Under general supervision, performs work in the mechanical repair and maintenance of light and heavy gasoline and diesel-driven equipment.
Operates and inspects automotive and/or mechanical equipment to diagnose defects; analyzes malfunctions and performs general overhaul, tune-up, and repair work on automobiles, light equipment, and heavy equipment. Can estimate the cost of repairs; dismantles and reassembles equipment, using hoists or hand tools; plans work procedures, using charts, technical manuals, and experience; repairs, adjusts, and replaces necessary units and parts such as rods, valves, pistons, gears, bearings, fuel and exhaust components, assemblies and cooling; repairs, overhauls, and replaces brakes, ignition systems, transmissions, differentials, front and rear axle assemblies; repairs and installs hydraulic pumps and controls; inspects, repairs, overhauls, and assembles automotive electrical equipment such as generators, ignitions, and starters. Trains operators and superintendents about preventive maintenance. Responsible for upkeep of service truck and tools.
Performs gas and acetylene welding, brazing, and soldering; uses lathes, sharpeners, and drill presses; lubricates a wide variety of parts and auxiliary equipment; maintains detailed records of time and materials used in each job; and inspects and tests repaired equipment. Perform other duties as assigned.
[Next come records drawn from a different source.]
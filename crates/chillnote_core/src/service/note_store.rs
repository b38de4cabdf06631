//! In-memory note collection mirrored to the key-value store.
//!
//! # Responsibility
//! - Own the loaded `NoteCollection` and every mutation of it.
//! - Rewrite the whole persisted blob after each successful mutation.
//!
//! # Invariants
//! - Validation failures never mutate the collection.
//! - Mutations are applied in memory before the write; a failed write leaves
//!   them applied and reports `NoteStoreError::Persist`.
//! - Diagnostics carry counts and sizes only, never titles or bodies.
//! - Load and write failures are returned, not logged; the caller that
//!   swallows them logs them.

use crate::model::note::{NoteCollection, NoteValidationError};
use crate::repo::kv_repo::KeyValueStore;
use crate::repo::notes_blob::{load_collection, persist_collection, LoadError, PersistError};
use log::{info, warn};
use std::error::Error;
use std::fmt::{Display, Formatter};

/// Mutation failures for note store operations.
#[derive(Debug)]
pub enum NoteStoreError {
    /// Title rule violated; nothing changed.
    Validation(NoteValidationError),
    /// Target note does not exist; nothing changed.
    NotFound(String),
    /// The in-memory change is applied but the blob write failed.
    Persist(PersistError),
}

impl NoteStoreError {
    /// Whether the in-memory collection reflects the attempted mutation.
    pub fn is_applied(&self) -> bool {
        matches!(self, Self::Persist(_))
    }
}

impl Display for NoteStoreError {
    fn fmt(&self, f: &mut Formatter<'_>) -> std::fmt::Result {
        match self {
            Self::Validation(err) => write!(f, "{err}"),
            Self::NotFound(_) => write!(f, "note not found"),
            Self::Persist(err) => write!(f, "{err}"),
        }
    }
}

impl Error for NoteStoreError {
    fn source(&self) -> Option<&(dyn Error + 'static)> {
        match self {
            Self::Validation(err) => Some(err),
            Self::NotFound(_) => None,
            Self::Persist(err) => Some(err),
        }
    }
}

impl From<NoteValidationError> for NoteStoreError {
    fn from(value: NoteValidationError) -> Self {
        Self::Validation(value)
    }
}

impl From<PersistError> for NoteStoreError {
    fn from(value: PersistError) -> Self {
        Self::Persist(value)
    }
}

/// Note collection plus the store it is persisted to.
pub struct NoteStore<S: KeyValueStore> {
    kv: S,
    notes: NoteCollection,
}

impl<S: KeyValueStore> NoteStore<S> {
    /// Creates an empty, not-yet-loaded store over `kv`.
    pub fn new(kv: S) -> Self {
        Self {
            kv,
            notes: NoteCollection::new(),
        }
    }

    pub fn notes(&self) -> &NoteCollection {
        &self.notes
    }

    /// Replaces the in-memory collection with the persisted one.
    ///
    /// Returns the number of loaded notes. On error the current in-memory
    /// collection is kept as-is.
    pub fn load(&mut self) -> Result<usize, LoadError> {
        self.notes = load_collection(&self.kv)?;
        info!(
            "event=notes_load module=store status=ok count={}",
            self.notes.len()
        );
        Ok(self.notes.len())
    }

    /// Adds a new note and persists the collection.
    ///
    /// # Errors
    /// - `Validation` for a blank or already used title.
    /// - `Persist` when the note was added but the write failed.
    pub fn add(
        &mut self,
        title: impl Into<String>,
        content: impl Into<String>,
    ) -> Result<(), NoteStoreError> {
        if let Err(err) = self.notes.insert_new(title, content) {
            warn!("event=note_add module=store status=rejected reason=\"{err}\"");
            return Err(err.into());
        }
        self.write_through("note_add")
    }

    /// Replaces the content of an existing note and persists the collection.
    ///
    /// Titles are immutable here; there is no rename path.
    pub fn update(&mut self, title: &str, content: impl Into<String>) -> Result<(), NoteStoreError> {
        if self.notes.replace_content(title, content).is_none() {
            return Err(NoteStoreError::NotFound(title.to_string()));
        }
        self.write_through("note_update")
    }

    /// Removes a note and persists the collection.
    pub fn delete(&mut self, title: &str) -> Result<(), NoteStoreError> {
        if self.notes.remove(title).is_none() {
            return Err(NoteStoreError::NotFound(title.to_string()));
        }
        self.write_through("note_delete")
    }

    /// Writes the full in-memory collection to the store.
    pub fn persist(&self) -> Result<usize, PersistError> {
        persist_collection(&self.kv, &self.notes)
    }

    fn write_through(&self, event: &'static str) -> Result<(), NoteStoreError> {
        let bytes = self.persist()?;
        info!(
            "event={event} module=store status=ok count={} bytes={bytes}",
            self.notes.len()
        );
        Ok(())
    }
}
Workers should be able to: work within standards of accuracy; rate information using standards, which can be checked or measured; have valid drivers license; and follow written or oral instructions and technical information. Physically, workers should be able to: see well, use hands, arms, and fingers fully; coordinate the movements of eyes, hands, and fingers fully; stoop; kneel; crouch; lift and carry objects weighing up to 100 pounds; stand or walk for long periods; bend; climb in and out of vehicle; maintain body balance; and use legs fully.